◆ Assignment ◆
Return only the lines from the top of the material through the line marked by "and file/rank labels", unaltered.

[Data to process]

use crossterm::style::Color;

/// Terminal palette; `t` cycles through the built-in ones
#[derive(Debug, Clone)]
pub struct Theme {
    pub name: &'static str,
    pub bg: Color,
    pub fg: Color,
    /// Board frame and file/rank labels
    pub border: Color,
    pub light_square: Color,
    pub dark_square: Color,
    /// Obstacle glyphs drawn on the board
    pub piece: Color,
    pub cursor_bg: Color,
    /// Start square, diagonals and found targets
    pub highlight_bg: Color,
    /// Misses and lost lives
    pub error: Color,
    /// Correct answers
    pub success: Color,
    /// Clocks, wave counters, hints
    pub info: Color,
    /// Key names in the controls line
    pub key: Color,
}

impl Default for Theme {
    fn default() -> Self {
        Self::dark()
    }
}

impl Theme {
    pub fn next(&self) -> Self {
        match self.name {
            "dark" => Self::light(),
            "light" => Self::high_contrast(),
            _ => Self::dark(),
        }
    }

    pub fn dark() -> Self {
        Self {
            name: "dark",
            bg: Color::Rgb { r: 18, g: 18, b: 24 },
            fg: Color::Rgb { r: 222, g: 220, b: 210 },
            border: Color::Rgb { r: 104, g: 108, b: 124 },
            light_square: Color::Rgb { r: 170, g: 160, b: 140 },
            dark_square: Color::Rgb { r: 95, g: 80, b: 65 },
            piece: Color::Rgb { r: 20, g: 20, b: 25 },
            cursor_bg: Color::Rgb { r: 70, g: 90, b: 140 },
            highlight_bg: Color::Rgb { r: 190, g: 160, b: 60 },
            error: Color::Rgb { r: 232, g: 84, b: 72 },
            success: Color::Rgb { r: 118, g: 200, b: 96 },
            info: Color::Rgb { r: 150, g: 156, b: 170 },
            key: Color::Rgb { r: 236, g: 190, b: 92 },
        }
    }

    /// Classic wooden board on a pale background
    pub fn light() -> Self {
        Self {
            name: "light",
            bg: Color::Rgb { r: 246, g: 242, b: 232 },
            fg: Color::Rgb { r: 40, g: 34, b: 28 },
            border: Color::Rgb { r: 120, g: 120, b: 140 },
            light_square: Color::Rgb { r: 240, g: 217, b: 181 },
            dark_square: Color::Rgb { r: 181, g: 136, b: 99 },
            piece: Color::Rgb { r: 0, g: 0, b: 0 },
            cursor_bg: Color::Rgb { r: 120, g: 160, b: 240 },
            highlight_bg: Color::Rgb { r: 245, g: 220, b: 90 },
            error: Color::Rgb { r: 190, g: 40, b: 36 },
            success: Color::Rgb { r: 46, g: 140, b: 52 },
            info: Color::Rgb { r: 100, g: 92, b: 84 },
            key: Color::Rgb { r: 170, g: 96, b: 16 },
        }
    }

    /// Plain ANSI colors for limited terminals
    pub fn high_contrast() -> Self {
        Self {
            name: "high-contrast",
            bg: Color::Black,
            fg: Color::White,
            border: Color::Grey,
            light_square: Color::White,
            dark_square: Color::DarkGrey,
            piece: Color::Black,
            cursor_bg: Color::Blue,
            highlight_bg: Color::Yellow,
            error: Color::Red,
            success: Color::Green,
            info: Color::Cyan,
            key: Color::Yellow,
        }
    }
}

#[cfg(test)]
mod tests {
    use super::*;

    #[test]
    fn test_theme_cycle() {
        let theme = Theme::dark().next().next();
        assert_eq!(theme.name, "high-contrast");
        assert_eq!(theme.next().name, "dark");
    }
}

[/Data to process]

◆ Result ◆
use crossterm::style::Color;

/// Terminal palette; `t` cycles through the built-in ones
#[derive(Debug, Clone)]
pub struct Theme {
    pub name: &'static str,
    pub bg: Color,
    pub fg: Color,
    /// Board frame and file/rank labels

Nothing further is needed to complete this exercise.